● WHAT IS REQUIRED
Search the data below, and report every line in which "LivenessConfig" occurs.

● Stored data
• • • • • • •
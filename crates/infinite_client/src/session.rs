//! Game session: the composition root of the client engine.
//!
//! [`GameSession`] wires connection signals into [`GameState`] and the
//! liveness policy. It is sans-io: every operation takes the current
//! instant and returns the [`SessionEffect`]s the runtime must carry out.
//! The runtime sleeps until [`GameSession::next_deadline`] and then calls
//! [`GameSession::on_timer`].

use crate::config::{ClientConfig, LivenessConfig};
use crate::controller::{ConnectionState, ConnectionTransition, SessionController};
use crate::liveness::{Countdowns, LivenessPolicy, policy_from_config};
use crate::snapshot::{SessionSnapshot, ViewPhase};
use crate::timer::{IntervalTimer, OneShotTimer};
use crate::transport::TransportEvent;
use infinite_tictactoe::{Board, ClientEvent, GameState, ServerEvent, WINDOW};
use std::time::Duration;
use tokio::time::Instant;
use tracing::{debug, info, instrument, warn};

/// Shown when the server drops us mid-round.
pub const CONNECTION_LOST: &str =
    "The other player has disconnected or the connection was lost.";

/// Side effect requested by the session.
#[derive(Debug, Clone, Copy, PartialEq, Eq)]
pub enum SessionEffect {
    /// Open a transport to the server.
    OpenTransport,
    /// Tear the transport down.
    CloseTransport,
    /// Send an event over the open transport.
    Emit(ClientEvent),
}

/// One networked play session, from menu to menu.
#[derive(Debug)]
pub struct GameSession {
    liveness_config: LivenessConfig,
    controller: SessionController,
    game: Option<GameState>,
    liveness: Option<Box<dyn LivenessPolicy>>,
    poll: IntervalTimer,
    grace: OneShotTimer,
    disconnect_notice: bool,
    notice: Option<String>,
}

impl GameSession {
    /// Creates an idle session.
    pub fn new(config: &ClientConfig) -> Self {
        Self::with_parts(config.connect_deadline(), config.liveness().clone())
    }

    /// Creates an idle session from its individual settings.
    pub fn with_parts(connect_deadline: Duration, liveness_config: LivenessConfig) -> Self {
        Self {
            poll: IntervalTimer::new(liveness_config.poll_interval()),
            liveness_config,
            controller: SessionController::new(connect_deadline),
            game: None,
            liveness: None,
            grace: OneShotTimer::new(),
            disconnect_notice: false,
            notice: None,
        }
    }

    /// Current connection state.
    pub fn connection(&self) -> ConnectionState {
        *self.controller.state()
    }

    /// The running round, if any.
    pub fn game(&self) -> Option<&GameState> {
        self.game.as_ref()
    }

    /// Opts into networked play.
    #[instrument(skip(self, now))]
    pub fn start(&mut self, now: Instant) -> Vec<SessionEffect> {
        let transition = self.controller.request_connect(now);
        if transition == ConnectionTransition::Open {
            self.notice = None;
        }
        Self::effects_for(transition)
    }

    /// Feeds a transport signal into the session.
    #[instrument(skip(self, now))]
    pub fn handle_transport(&mut self, event: TransportEvent, now: Instant) -> Vec<SessionEffect> {
        match event {
            TransportEvent::Connected => Self::effects_for(self.controller.on_connected()),
            TransportEvent::ConnectError { message } => {
                Self::effects_for(self.controller.on_connect_error(&message))
            }
            TransportEvent::Disconnected { reason } => {
                self.on_disconnected(&reason, now);
                Vec::new()
            }
            TransportEvent::Message(event) => self.handle_server_event(event, now),
        }
    }

    fn on_disconnected(&mut self, reason: &str, now: Instant) {
        if self.connection() != ConnectionState::Connected {
            debug!(reason, "Disconnect outside a live connection, ignoring");
            return;
        }

        warn!(reason, "Transport disconnected");
        self.notice = Some(CONNECTION_LOST.to_string());
        let stalled_now = match self.liveness.as_mut() {
            Some(policy) => policy.force_stall(),
            None => false,
        };
        if stalled_now {
            self.begin_termination(now);
        }
    }

    #[instrument(skip(self, now))]
    fn handle_server_event(&mut self, event: ServerEvent, now: Instant) -> Vec<SessionEffect> {
        if self.connection() != ConnectionState::Connected {
            debug!("Server event outside a live connection, ignoring");
            return Vec::new();
        }
        let progress = event.is_game_progress();

        match event {
            ServerEvent::RoomJoined { players } => {
                self.controller.on_room_joined(players);
            }
            ServerEvent::GameStart => {
                if self.game.is_some() {
                    debug!("Round already running");
                } else if let Some(assignment) = self.controller.on_game_start() {
                    self.game = Some(GameState::new(assignment));
                    self.arm_liveness(now);
                }
            }
            ServerEvent::Turn { state, turn } => match (self.game.as_mut(), state.into_history()) {
                (Some(game), Ok(history)) => game.apply_turn(history, turn),
                (None, _) => debug!("Turn before game start, ignoring"),
                (_, Err(e)) => warn!(error = %e, "Skipping turn with bad snapshot"),
            },
            ServerEvent::Rematch { state } => match (self.game.as_mut(), state.into_history()) {
                (Some(game), Ok(history)) => {
                    game.apply_rematch(history);
                    let assignment = game.assignment();
                    self.controller.reassign(assignment);
                    self.arm_liveness(now);
                }
                (None, _) => debug!("Rematch before game start, ignoring"),
                (_, Err(e)) => warn!(error = %e, "Skipping rematch with bad snapshot"),
            },
            ServerEvent::GameEnd { state, winner } => {
                match (self.game.as_mut(), state.into_history()) {
                    (Some(game), Ok(history)) => {
                        game.apply_game_end(history, winner);
                        self.poll.stop();
                    }
                    (None, _) => debug!("game_end before game start, ignoring"),
                    (_, Err(e)) => warn!(error = %e, "Skipping game_end with bad snapshot"),
                }
            }
            ServerEvent::Pong => {
                if let Some(policy) = self.liveness.as_mut() {
                    policy.on_pong(now);
                }
            }
        }

        if progress && let Some(policy) = self.liveness.as_mut() {
            policy.on_activity_observed(now);
        }
        Vec::new()
    }

    /// Plays a local move. Invalid moves are silently dropped.
    #[instrument(skip(self, now))]
    pub fn attempt_move(&mut self, index: usize, now: Instant) -> Vec<SessionEffect> {
        if self.is_terminating() {
            debug!("Round is terminating, move ignored");
            return Vec::new();
        }
        let Some(game) = self.game.as_mut() else {
            debug!("No round, move ignored");
            return Vec::new();
        };

        match game.local_move(index) {
            Ok(played) => {
                if let Some(policy) = self.liveness.as_mut() {
                    policy.on_activity_observed(now);
                }
                vec![SessionEffect::Emit(ClientEvent::Turn {
                    coord: played.index,
                    turn: played.player,
                })]
            }
            Err(reason) => {
                debug!(%reason, "Move ignored");
                Vec::new()
            }
        }
    }

    /// Asks for another round once the current one is over.
    #[instrument(skip(self))]
    pub fn request_rematch(&mut self) -> Vec<SessionEffect> {
        let concluded = self.game.as_ref().is_some_and(|g| g.winner().is_some());
        if !concluded || self.is_terminating() {
            debug!("Rematch only after a concluded round, ignoring");
            return Vec::new();
        }
        info!("Requesting rematch");
        vec![SessionEffect::Emit(ClientEvent::Rematch)]
    }

    /// Leaves the session and returns to the menu.
    #[instrument(skip(self))]
    pub fn quit(&mut self) -> Vec<SessionEffect> {
        let transition = self.controller.quit();
        self.game = None;
        self.liveness = None;
        self.poll.stop();
        self.grace.cancel();
        self.disconnect_notice = false;
        self.notice = None;
        Self::effects_for(transition)
    }

    /// Runs every timer that is due at `now`.
    pub fn on_timer(&mut self, now: Instant) -> Vec<SessionEffect> {
        let mut effects = Self::effects_for(self.controller.on_deadline(now));

        if self.poll.tick_if_due(now) {
            let local_turn = self.game.as_ref().is_some_and(GameState::is_local_turn);
            if let Some(policy) = self.liveness.as_mut() {
                let tick = policy.tick(now, local_turn);
                if tick.ping {
                    effects.push(SessionEffect::Emit(ClientEvent::Ping));
                }
                if tick.stalled {
                    self.begin_termination(now);
                }
            }
        }

        if self.grace.fire_if_due(now) {
            info!("Grace period over, returning to menu");
            let notice = self.notice.take();
            effects.extend(self.quit());
            self.notice = notice;
        }

        effects
    }

    /// Earliest pending timer.
    pub fn next_deadline(&self) -> Option<Instant> {
        [
            self.controller.next_deadline(),
            self.poll.deadline(),
            self.grace.deadline(),
        ]
        .into_iter()
        .flatten()
        .min()
    }

    /// View of the session for presentation.
    pub fn snapshot(&self) -> SessionSnapshot {
        let phase = match (self.connection(), &self.game) {
            (ConnectionState::Connected, Some(_)) => ViewPhase::Playing,
            (ConnectionState::Connecting | ConnectionState::Connected, _) => {
                ViewPhase::WaitingForOpponent
            }
            _ => ViewPhase::Menu,
        };

        SessionSnapshot {
            phase,
            connection: self.connection(),
            board: self.game.as_ref().map(GameState::board).unwrap_or_else(Board::empty),
            fading: self.game.as_ref().and_then(fading_mark),
            turn: self.game.as_ref().map(GameState::turn),
            winner: self.game.as_ref().and_then(GameState::winner),
            assignment: *self.controller.assignment(),
            countdowns: self
                .liveness
                .as_ref()
                .map(|p| p.countdowns())
                .unwrap_or(Countdowns::CLEAR),
            disconnect_notice: self.disconnect_notice,
            notice: self.notice.clone(),
            error: self.controller.error().clone(),
        }
    }

    fn arm_liveness(&mut self, now: Instant) {
        let policy = policy_from_config(&self.liveness_config, now);
        self.poll = IntervalTimer::new(policy.poll_interval());
        self.poll.start(now);
        self.liveness = Some(policy);
    }

    fn is_terminating(&self) -> bool {
        self.grace.is_armed() || self.disconnect_notice
    }

    fn begin_termination(&mut self, now: Instant) {
        if self.grace.is_armed() {
            return;
        }
        info!(
            grace_ms = self.liveness_config.termination_grace().as_millis() as u64,
            "Round stalled, showing disconnect notice"
        );
        self.poll.stop();
        self.disconnect_notice = true;
        self.notice.get_or_insert_with(|| CONNECTION_LOST.to_string());
        self.grace.arm(now, self.liveness_config.termination_grace());
    }

    fn effects_for(transition: ConnectionTransition) -> Vec<SessionEffect> {
        match transition {
            ConnectionTransition::Stay => Vec::new(),
            ConnectionTransition::Open => vec![SessionEffect::OpenTransport],
            ConnectionTransition::TearDown => vec![SessionEffect::CloseTransport],
        }
    }
}

/// The turn holder's oldest mark, once their next move would remove it.
fn fading_mark(game: &GameState) -> Option<usize> {
    let full = game.history().window(game.turn()).len() == WINDOW;
    game.fading_cell().filter(|_| full)
}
• • • • • • •
● ANSWER TO THIS EXERCISE
use crate::config::{ClientConfig, LivenessConfig};
    liveness_config: LivenessConfig,
    pub fn with_parts(connect_deadline: Duration, liveness_config: LivenessConfig) -> Self {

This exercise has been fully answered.